National Poetry Week: Number five of five.

(I made this drawing on the first anniversary of 9/11, in the small town of Ferndale in California, a city lined with old Victorian buildings. At around noon, we sat on the lawn of the library with its flag at half-mast. It was calm on that sunny day, and for a while, perfectly quiet.)

I did tag yesterday that I would post something “beyond PC” but I’ve changed my mind. I had earlier meant to finish the series in an operatic, emotional climax and so here it is. My favourite poem of loss is Peter Porter’s ‘Non piangere. Liù’, but I have already posted that on the occassion of Porter’s death. Running a close second is another poem from the same remarkable collection, The Cost of Seriousness (it was his Blood on the Tracks, but with more blood).

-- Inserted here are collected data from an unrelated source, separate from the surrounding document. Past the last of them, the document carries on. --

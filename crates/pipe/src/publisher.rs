//! Writer end of the tap pipe.

use std::path::{Path, PathBuf};

use platform::config::PIPE_BUF_LEN;
use tokio::io::AsyncWriteExt;
use tokio::net::unix::pipe;

use crate::error::PipeError;

/// Delivers complete records to a FIFO, reopening as readers come and go.
///
/// The write end is opened non-blocking, so a FIFO with no reader surfaces
/// as [`PipeError::NoReader`] rather than parking the caller inside `open`.
#[derive(Debug)]
pub struct PipePublisher {
    path: PathBuf,
    sender: Option<pipe::Sender>,
}

impl PipePublisher {
    /// Create a publisher for `path`. Nothing is opened until the first
    /// [`publish`](Self::publish).
    pub fn new(path: impl Into<PathBuf>) -> Self {
        Self {
            path: path.into(),
            sender: None,
        }
    }

    /// FIFO path
    pub fn path(&self) -> &Path {
        &self.path
    }

    /// `true` while a write handle is held.
    pub fn is_connected(&self) -> bool {
        self.sender.is_some()
    }

    /// Write `record` followed by a newline as one write.
    ///
    /// `record` must not contain a newline and `record.len() + 1` must not
    /// exceed `PIPE_BUF`; both are checked before any I/O. A broken pipe drops
    /// the handle so the next call reopens.
    pub async fn publish(&mut self, record: &[u8]) -> Result<(), PipeError> {
        let line = frame(record)?;

        let mut sender = match self.sender.take() {
            Some(sender) => sender,
            None => self.open()?,
        };

        match sender.write_all(&line).await {
            Ok(()) => {
                self.sender = Some(sender);
                Ok(())
            }
            Err(err) => {
                let err = PipeError::from_write(&self.path, err);
                if err.is_transient() {
                    tracing::info!(path = %self.path.display(), "reader went away");
                }
                Err(err)
            }
        }
    }

    /// Drop the write handle, if any.
    pub fn disconnect(&mut self) {
        if self.sender.take().is_some() {
            tracing::debug!(path = %self.path.display(), "publisher disconnected");
        }
    }

    fn open(&self) -> Result<pipe::Sender, PipeError> {
        let sender = pipe::OpenOptions::new()
            .open_sender(&self.path)
            .map_err(|err| PipeError::from_open(&self.path, err))?;
        tracing::info!(path = %self.path.display(), "publisher connected");
        Ok(sender)
    }
}

/// Append the newline after checking the record fits one atomic write.
fn frame(record: &[u8]) -> Result<Vec<u8>, PipeError> {
    if record.contains(&b'\n') {
        return Err(PipeError::EmbeddedNewline);
    }
    let len = record.len() + 1;
    if len > PIPE_BUF_LEN {
        return Err(PipeError::RecordTooLarge {
            len,
            limit: PIPE_BUF_LEN,
        });
    }
    let mut line = Vec::with_capacity(len);
    line.extend_from_slice(record);
    line.push(b'\n');
    Ok(line)
}

#[cfg(test)]
#[allow(clippy::unwrap_used)]
mod tests {
    use super::*;

    #[test]
    fn frame_appends_newline() {
        assert_eq!(frame(b"{}").unwrap(), b"{}\n");
    }

    #[test]
    fn frame_accepts_exactly_pipe_buf() {
        let record = vec![b'x'; PIPE_BUF_LEN - 1];
        assert_eq!(frame(&record).unwrap().len(), PIPE_BUF_LEN);
    }

    #[test]
    fn frame_rejects_oversized_record() {
        let record = vec![b'x'; PIPE_BUF_LEN];
        assert!(matches!(
            frame(&record),
            Err(PipeError::RecordTooLarge { len, limit }) if len == PIPE_BUF_LEN + 1 && limit == PIPE_BUF_LEN
        ));
    }

    #[test]
    fn frame_rejects_embedded_newline() {
        assert!(matches!(frame(b"a\nb"), Err(PipeError::EmbeddedNewline)));
    }

    #[tokio::test]
    async fn invalid_record_is_rejected_before_open() {
        let mut publisher = PipePublisher::new("/nonexistent/tap_data");
        let err = publisher.publish(b"a\nb").await.unwrap_err();
        assert!(matches!(err, PipeError::EmbeddedNewline));
        assert!(!publisher.is_connected());
    }

    #[tokio::test]
    async fn missing_path_is_fatal() {
        let mut publisher = PipePublisher::new("/nonexistent/tap_data");
        let err = publisher.publish(b"{}").await.unwrap_err();
        assert!(matches!(err, PipeError::Missing { .. }));
        assert!(!err.is_transient());
    }
}
//! Test fixtures for the kiosk bridge
//!
//! Named pipes and device stand-ins in throwaway directories, so pipe and
//! framebuffer tests run against real files without touching `/run` or
//! `/dev`.
//!
//! # Quick start
//!
//! ```no_run
//! use kiosk_testing::FixtureDir;
//!
//! let dir = FixtureDir::new().unwrap();
//! let fifo = dir.fifo("tap_data").unwrap();
//! assert!(kiosk_testing::is_fifo(&fifo));
//! ```

// Test tooling: failing loudly is the point.
#![allow(clippy::unwrap_used, clippy::expect_used, clippy::panic)]

use std::ffi::CString;
use std::io;
use std::os::unix::ffi::OsStrExt;
use std::os::unix::fs::FileTypeExt;
use std::path::{Path, PathBuf};

use tempfile::TempDir;

/// Create a FIFO at `path` with mode `0o600`.
pub fn make_fifo(path: &Path) -> io::Result<()> {
    let c_path = CString::new(path.as_os_str().as_bytes())
        .map_err(|err| io::Error::new(io::ErrorKind::InvalidInput, err))?;
    // SAFETY: `c_path` is a valid NUL-terminated string that outlives the call.
    let rc = unsafe { libc::mkfifo(c_path.as_ptr(), 0o600) };
    if rc == 0 {
        Ok(())
    } else {
        Err(io::Error::last_os_error())
    }
}

/// `true` if `path` exists and is a FIFO.
pub fn is_fifo(path: &Path) -> bool {
    std::fs::metadata(path)
        .map(|meta| meta.file_type().is_fifo())
        .unwrap_or(false)
}

/// Temporary directory holding pipes and fake devices; removed on drop.
pub struct FixtureDir {
    dir: TempDir,
}

impl FixtureDir {
    /// Create an empty fixture directory.
    pub fn new() -> io::Result<Self> {
        Ok(Self {
            dir: tempfile::tempdir()?,
        })
    }

    /// Directory path
    pub fn path(&self) -> &Path {
        self.dir.path()
    }

    /// Path of `name` inside the directory, without creating it.
    pub fn join(&self, name: &str) -> PathBuf {
        self.dir.path().join(name)
    }

    /// Create a FIFO named `name`.
    pub fn fifo(&self, name: &str) -> io::Result<PathBuf> {
        let path = self.join(name);
        make_fifo(&path)?;
        Ok(path)
    }

    /// Create a regular file named `name` with `contents`.
    pub fn file(&self, name: &str, contents: &[u8]) -> io::Result<PathBuf> {
        let path = self.join(name);
        std::fs::write(&path, contents)?;
        Ok(path)
    }
}

#[cfg(test)]
mod tests {
    use super::*;

    #[test]
    fn creates_fifo() {
        let dir = FixtureDir::new().unwrap();
        let fifo = dir.fifo("tap_data").unwrap();
        assert!(is_fifo(&fifo));
    }

    #[test]
    fn regular_file_is_not_fifo() {
        let dir = FixtureDir::new().unwrap();
        let file = dir.file("plain", b"").unwrap();
        assert!(!is_fifo(&file));
        assert!(!is_fifo(&dir.join("missing")));
    }

    #[test]
    fn existing_path_is_an_error() {
        let dir = FixtureDir::new().unwrap();
        dir.fifo("tap_data").unwrap();
        let err = make_fifo(&dir.join("tap_data")).unwrap_err();
        assert_eq!(err.kind(), io::ErrorKind::AlreadyExists);
    }
}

‘The Exequy’ is a long poem around the death of his wife (by suicide) and you can read the whole at Clive James’. For me, the middle part is more than adequate, if one can so cavalierly truncate a work. Porter wrote it in classic iambic tetrameter, so the poem reads with a measured formal grace, each syllable espaliered onto its vertical grid — on a scaffold of pain. (Why, then, in its pain — the closing lines here I find literally hair-raising — it gives this reader such satisfaction, I cannot say.)

Extract from

T H E   E X E Q U Y

by Peter Porter

The words and faces proper to
My misery are private — you
Would never share our heart with those
Whose only talent’s to suppose,
Nor from your final childish bed
Raise a remote confessing head —
The channels of our lives are blocked,
The hand is stopped upon the clock,
No one can say why hearts will break
And marriages are all opaque:
A map of loss, some posted cards,
The living house reduced to shards,
The abstract hell of memory,
The pointlessness of poetry —
These are the instances which tell
Of something which I know full well,
I owe a death to you — one day
The time will come for me to pay
When your slim shape from photographs
Stands at my door and gently asks
If I have any work to do
Or will I come to bed with you.
O scala enigmata,
I’ll climb up to that attic where
The curtain of your life was drawn
Some time between despair and dawn —
I’ll never know with what halt steps
You mounted to this plain eclipse
But each stair now will station me
A black responsibility
And point me to that shut-down room,
‘This be your due appointed tomb.’

+ + +

From the Guardian: “I never intended to make those events my subject,” [Porter] says now, “but there was a compulsion, something my better self couldn’t suppress. It’s not a question of telling the truth or a lie; it’s not even a question of special pleading. It’s a question of the mind being forced to find a way of dealing with something, not in extenuation and not in therapy, but as a means of presenting the material to itself. I was writing for myself. Poetry is its own answer, its own end.”